"L'Algérie reste économiquement et politiquement dépendante de la France"

Par Romain Renier  |   |  494  mots
Pour l'économiste et homme politique Kamal Benkoussa, l'Algérie reste une chasse gardée de la France. Pourtant, selon lui, une plus grande ouverture à d'autres partenaires lui permettrait de mieux se développer. (Photo : Reuters)
Pour Kamal Benkoussa, économiste et candidat malheureux à l'élection algérienne en 2014, la volonté de Laurent Fabius de maintenir la France au rang de premier partenaire économique de l'Algérie est réaliste. Mais cela se fera au détriment du développement du pays qui, selon lui, aurait tout à tirer d'une saine concurrence entre les partenaires du pays.

"La France entend être et rester le Premier partenaire économique de l'Algérie", a martelé lundi le ministre des Affaires étrangères français Laurent Fabius, lors d'une visite à Alger. La deuxième économie deuropéenne est encore le principal partenaire économique de l'Algérie, grâce notamment à sa position de premier investisseur dans le pays. Mais elle est désormais talonnée par la Chine qui lui a ravi, fin 2013, sa position de premier fournisseur du pays méditerranéen.

Kamal Benkoussa, économiste diplômé de Dauphine et de HEC Montréal, "partner" chez Goldenberg Hehmeyer & CO. à Londres et candidat malheureux à l'élection présidentielle algérienne en 2014, estime malgré tout que la France est encore en Algérie pour longtemps, tant son influence sur les dirigeants politiques de son pays est grande. Explications.

Que pensez-vous du souhait du chef de la diplomatie française?

Les propos de Laurent Fabius sont réalistes dans la mesure où historiquement l'Algérie est une chasse gardée de la France. Il y a beaucoup de lobbies français qui bloquent l'accès au marché algérien à de nombreux autres pays comme le Royaume-Uni par exemple.

La France ne quittera pas l'Algérie.

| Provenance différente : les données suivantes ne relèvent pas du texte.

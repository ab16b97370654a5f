//! Entity identifier.

use std::borrow::Borrow;
use std::fmt;
use uuid::Uuid;

/// Identifier of an entity, unique within its type.
///
/// Ids are caller-chosen strings (natural keys such as a username work
/// fine). [`EntityId::generate`] mints a random one for callers without a
/// natural key.
#[derive(Clone, PartialEq, Eq, PartialOrd, Ord, Hash)]
pub struct EntityId(String);

impl EntityId {
    /// Creates an entity ID from any string-like value.
    pub fn new(id: impl Into<String>) -> Self {
        Self(id.into())
    }

    /// Creates a new random entity ID (hyphenated UUID v4).
    #[must_use]
    pub fn generate() -> Self {
        Self(Uuid::new_v4().to_string())
    }

    /// Returns the id text.
    #[inline]
    #[must_use]
    pub fn as_str(&self) -> &str {
        &self.0
    }

    /// Consumes the id, returning its text.
    #[must_use]
    pub fn into_string(self) -> String {
        self.0
    }
}

impl fmt::Debug for EntityId {
    fn fmt(&self, f: &mut fmt::Formatter<'_>) -> fmt::Result {
        write!(f, "EntityId({})", self.0)
    }
}

impl fmt::Display for EntityId {
    fn fmt(&self, f: &mut fmt::Formatter<'_>) -> fmt::Result {
        f.write_str(&self.0)
    }
}

impl Borrow<str> for EntityId {
    fn borrow(&self) -> &str {
        &self.0
    }
}

impl From<&str> for EntityId {
    fn from(id: &str) -> Self {
        Self(id.to_string())
    }
}

impl From<String> for EntityId {
    fn from(id: String) -> Self {
        Self(id)
    }
}

impl From<&String> for EntityId {
    fn from(id: &String) -> Self {
        Self(id.clone())
    }
}

impl From<&EntityId> for EntityId {
    fn from(id: &EntityId) -> Self {
        id.clone()
    }
}

#[cfg(test)]
mod tests {
    use super::*;

    #[test]
    fn generated_ids_are_unique_uuids() {
        let a = EntityId::generate();
        let b = EntityId::generate();
        assert_ne!(a, b);
        assert!(Uuid::parse_str(a.as_str()).is_ok());
    }

    #[test]
    fn display_and_debug() {
        let id = EntityId::from("ada");
        assert_eq!(id.to_string(), "ada");
        assert_eq!(format!("{:?}", id), "EntityId(ada)");
    }

    #[test]
    fn ordering_is_textual() {
        let mut ids = vec![EntityId::from("b"), EntityId::from("a")];
        ids.sort();
        assert_eq!(ids, vec![EntityId::from("a"), EntityId::from("b")]);
    }
}
//! Entity types and storage.

mod id;
mod record;
mod store;

pub use id::EntityId;
pub use record::Entity;
pub use store::EntityStore;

Elle a pris la mesure du risque lié aux nouveaux arrivants sur ce marché et s'organise en conséquence.

Le partenariat d'exception entre Paris et Alger, et les liens renforcés entre les dirigeants français et algériens vont-ils dans ce sens ? Le ministre des Affaires étrangères algérien a pourtant dit vouloir faire jouer la concurrence entre les partenaires de son pays...

La question est de savoir pourquoi on met en place ces partenariats. Cinquante-deux ans après son indépendance, l'Algérie est encore très dépendante de la France politiquement et économiquement. 

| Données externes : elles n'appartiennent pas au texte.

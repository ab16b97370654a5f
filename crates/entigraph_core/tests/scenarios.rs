//! End-to-end scenarios over a chat domain.

use entigraph_codec::Value;
use entigraph_core::{
    CollisionPolicy, Context, CoreError, Entity, EntityId, EntitySchema, IndexDef, IndexKey, Predicate, Query,
    RelationDef, RelationValue, Schema,
};

fn id(s: &str) -> EntityId {
    EntityId::from(s)
}

fn ids(list: &[&str]) -> Vec<EntityId> {
    list.iter().map(|s| EntityId::from(*s)).collect()
}

fn chat_schema(username_policy: CollisionPolicy) -> Schema {
    Schema::new()
        .with(
            EntitySchema::new("User")
                .with_relation(RelationDef::to_many("chats", "Chat").mutual("users"))
                .with_index(IndexDef::unique("by_username", ["username"], username_policy)),
        )
        .with(
            EntitySchema::new("Chat")
                .with_relation(RelationDef::to_many("users", "User").mutual("chats"))
                .with_relation(RelationDef::to_many("messages", "Message").mutual("chat").cascade()),
        )
        .with(
            EntitySchema::new("Message")
                .with_relation(RelationDef::to_one("chat", "Chat").mutual("messages"))
                .with_relation(RelationDef::to_many("attachments", "Attachment").cascade()),
        )
        .with(EntitySchema::new("Attachment"))
}

fn context() -> Context {
    Context::new(chat_schema(CollisionPolicy::Fail)).unwrap()
}

fn user(id: &str, username: &str) -> Entity {
    Entity::new("User", id).with_field("username", username)
}

#[test]
fn mutual_to_many_links_both_sides() {
    let mut ctx = context();
    ctx.save(user("bob", "@bob")).unwrap();
    ctx.save(user("alice", "@alice")).unwrap();
    ctx.save(Entity::new("Chat", "1").with_relation("users", RelationValue::ids(["bob", "alice"])))
        .unwrap();

    assert_eq!(ctx.get_children("User", "chats", &id("bob")), ids(&["1"]));
    assert_eq!(ctx.get_children("User", "chats", &id("alice")), ids(&["1"]));
    assert_eq!(ctx.get_children("Chat", "users", &id("1")), ids(&["bob", "alice"]));
}

#[test]
fn chunk_appends_in_order() {
    let mut ctx = context();
    ctx.save(Entity::new("Chat", "1").with_relation("users", RelationValue::ids(["bob", "alice"])))
        .unwrap();
    ctx.save(Entity::new("Chat", "1").with_relation("users", RelationValue::chunk_ids(["john", "michael"])))
        .unwrap();

    assert_eq!(
        ctx.get_children("Chat", "users", &id("1")),
        ids(&["bob", "alice", "john", "michael"])
    );
    assert_eq!(ctx.get_children("User", "chats", &id("john")), ids(&["1"]));
}

#[test]
fn replace_detaches_dropped_children() {
    let mut ctx = context();
    ctx.save(Entity::new("Chat", "1").with_relation("users", RelationValue::ids(["bob", "alice"])))
        .unwrap();
    ctx.save(Entity::new("Chat", "1").with_relation("users", RelationValue::ids(["john", "michael"])))
        .unwrap();

    assert!(ctx.get_children("User", "chats", &id("bob")).is_empty());
    assert!(ctx.get_children("User", "chats", &id("alice")).is_empty());
    assert_eq!(ctx.get_children("Chat", "users", &id("1")), ids(&["john", "michael"]));
}

#[test]
fn unique_fail_leaves_state_unchanged() {
    let mut ctx = context();
    ctx.save(user("1", "@bob")).unwrap();
    let before: Vec<Entity> = ctx.all("User").into_iter().cloned().collect();

    let err = ctx.save(user("2", "@bob")).unwrap_err();
    assert!(err.is_unique_violation(), "{err}");
    assert!(matches!(err, CoreError::UniqueConstraintViolation { ref existing, .. } if existing == "1"));

    let after: Vec<Entity> = ctx.all("User").into_iter().cloned().collect();
    assert_eq!(before, after);
    let key = IndexKey::from_values(vec![Value::from("@bob")]);
    assert_eq!(ctx.indexes().unique_holder("User", "by_username", &key), Some(&id("1")));
    assert_eq!(ctx.stats().rollbacks(), 1);
}

#[test]
fn unique_upsert_evicts_holder() {
    let mut ctx = Context::new(chat_schema(CollisionPolicy::Upsert)).unwrap();
    ctx.save(user("1", "@bob").with_relation("chats", RelationValue::ids(["c"])))
        .unwrap();
    ctx.save(user("2", "@bob")).unwrap();

    assert!(ctx.find("User", &id("1")).is_none());
    assert!(ctx.find("User", &id("2")).is_some());
    let key = IndexKey::from_values(vec![Value::from("@bob")]);
    assert_eq!(ctx.indexes().unique_holder("User", "by_username", &key), Some(&id("2")));
    assert!(ctx.get_children("Chat", "users", &id("c")).is_empty());
}

#[test]
fn unique_custom_resolver_picks_survivor() {
    use entigraph_core::Survivor;

    let policy = CollisionPolicy::custom(|existing: &Entity, incoming: &Entity| {
        if incoming.field("rank") > existing.field("rank") {
            Survivor::Incoming
        } else {
            Survivor::Existing
        }
    });
    let mut ctx = Context::new(chat_schema(policy)).unwrap();
    ctx.save(user("1", "@bob").with_field("rank", 5)).unwrap();

    ctx.save(user("2", "@bob").with_field("rank", 1)).unwrap();
    assert!(ctx.find("User", &id("2")).is_none());
    assert!(ctx.find("User", &id("1")).is_some());

    ctx.save(user("3", "@bob").with_field("rank", 9)).unwrap();
    assert!(ctx.find("User", &id("1")).is_none());
    assert!(ctx.find("User", &id("3")).is_some());
}

#[test]
fn null_unique_keys_are_not_claimed() {
    let mut ctx = context();
    ctx.save(Entity::new("User", "1")).unwrap();
    ctx.save(Entity::new("User", "2")).unwrap();
    assert_eq!(ctx.ids("User"), ids(&["1", "2"]));
}

#[test]
fn cascade_delete_spares_nullify_targets() {
    let mut ctx = context();
    ctx.save(user("bob", "@bob")).unwrap();
    ctx.save(
        Entity::new("Chat", "1")
            .with_relation("users", RelationValue::ids(["bob"]))
            .with_relation(
                "messages",
                RelationValue::entities(vec![Entity::new("Message", "1")
                    .with_field("body", "hi")
                    .with_relation("attachments", RelationValue::entities(vec![Entity::new("Attachment", "1")]))]),
            ),
    )
    .unwrap();
    assert!(ctx.find("Attachment", &id("1")).is_some());
    assert_eq!(ctx.get_children("Message", "chat", &id("1")), ids(&["1"]));

    assert!(ctx.delete("Chat", &id("1")).unwrap());

    assert!(ctx.find("Chat", &id("1")).is_none());
    assert!(ctx.find("Message", &id("1")).is_none());
    assert!(ctx.find("Attachment", &id("1")).is_none());
    assert!(ctx.find("User", &id("bob")).is_some());
    assert!(ctx.get_children("User", "chats", &id("bob")).is_empty());
    assert_eq!(ctx.ledger().link_count(), 0);
}

#[test]
fn delete_of_absent_entity_is_noop() {
    let mut ctx = context();
    assert!(!ctx.delete("Chat", &id("nope")).unwrap());
    assert!(!ctx.soft_delete("Chat", &id("nope")).unwrap());
    assert_eq!(ctx.stats().removals(), 0);
}

#[test]
fn hash_bucket_migration() {
    let schema = Schema::new().with(EntitySchema::new("Item").with_index(IndexDef::hash("by_category", ["category"])));
    let mut ctx = Context::new(schema).unwrap();
    ctx.save(Entity::new("Item", "x").with_field("category", "A")).unwrap();
    ctx.save(Entity::new("Item", "y").with_field("category", "A")).unwrap();
    ctx.save(Entity::new("Item", "z").with_field("category", "B")).unwrap();

    ctx.save(Entity::new("Item", "x").with_field("category", "B")).unwrap();

    let a = ctx.query_ids(&Query::new("Item").filter(Predicate::eq("category", "A"))).unwrap();
    let b = ctx.query_ids(&Query::new("Item").filter(Predicate::eq("category", "B"))).unwrap();
    assert_eq!(a, ids(&["y"]));
    assert_eq!(b, ids(&["x", "z"]));
    assert_eq!(ctx.stats().full_scans(), 0);
}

Par exemple, l'Algérie est l'un des plus grands importateurs de blé dur au monde, principalement au bénéfice de la France, alors qu'elle pourrait être autosuffisante. Ce resserrement des rapports entre les deux pays symbolise cette concurrence biaisée entre investisseurs internationaux, alors qu'il faudrait que le marché algérien s'ouvre au reste du monde.

Actuellement, la France importe principalement des hydrocarbures d'Algérie. Dans quels secteurs les deux pays ont-ils intérêts à développer leur coopération ?

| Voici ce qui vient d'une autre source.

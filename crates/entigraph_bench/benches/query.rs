//! Query benchmarks: index narrowing against plain scans.

use criterion::{black_box, criterion_group, criterion_main, BenchmarkId, Criterion};
use entigraph_bench::populated;
use entigraph_core::{Expansion, Predicate, Query, QueryOptions};

fn compare(c: &mut Criterion, name: &str, query: &Query) {
    let mut group = c.benchmark_group(name);

    for boards in [10, 100].iter() {
        let ctx = populated(*boards, 50, 100);
        let scan = query.clone().scan_only();

        group.bench_with_input(BenchmarkId::new("indexed", boards), query, |b, query| {
            b.iter(|| black_box(ctx.query_ids(black_box(query)).unwrap()));
        });
        group.bench_with_input(BenchmarkId::new("scan", boards), &scan, |b, query| {
            b.iter(|| black_box(ctx.query_ids(black_box(query)).unwrap()));
        });
    }
    group.finish();
}

/// Equality through the hash index.
fn bench_eq(c: &mut Criterion) {
    compare(c, "query_eq", &Query::new("Post").filter(Predicate::eq("author", "a7")));
}

/// Range through the sort index.
fn bench_range(c: &mut Criterion) {
    compare(c, "query_range", &Query::new("Post").filter(Predicate::ge("score", 900)));
}

/// Ordered top-k through the sort index.
fn bench_top(c: &mut Criterion) {
    compare(c, "query_top", &Query::new("Post").sort_desc("score").limit(20));
}

/// Substring and fuzzy matching through the full-text index.
fn bench_text(c: &mut Criterion) {
    compare(c, "query_contains", &Query::new("Post").filter(Predicate::contains("body", "tombst")));
    compare(c, "query_fuzzy", &Query::new("Post").filter(Predicate::matches("body", "ledgr")));
}

/// Expanding boards with their top posts.
fn bench_expand(c: &mut Criterion) {
    let ctx = populated(20, 50, 100);
    let query = Query::new("Board").with(Expansion::full("posts").options(QueryOptions::new().sort_desc("score").limit(5)));

    c.bench_function("expand_top_posts", |b| {
        b.iter(|| black_box(ctx.query(black_box(&query)).unwrap()));
    });
}

criterion_group!(benches, bench_eq, bench_range, bench_top, bench_text, bench_expand);

criterion_main!(benches);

De manière globale, l'Algérie a besoin d'acquérir de l'expertise dans de nombreux secteurs de l'économie, et de créer des emplois. L'agriculture est primordiale. Mais le pays pourrait aussi être compétitif grâce à son énergie bon marché. C'est le cas notamment de la production d'aluminium et de la sidérurgie en général qui sont des secteurs très énergivores.

Mais le développement du pays doit aussi passer par plus d'ouverture aux investissements en provenance d'autres pays étrangers. La France pourrait en outre apporter son expertise dans la construction d'hôpitaux, et mettre en place des partenariats universitaires afin de mieux former la jeunesse algérienne.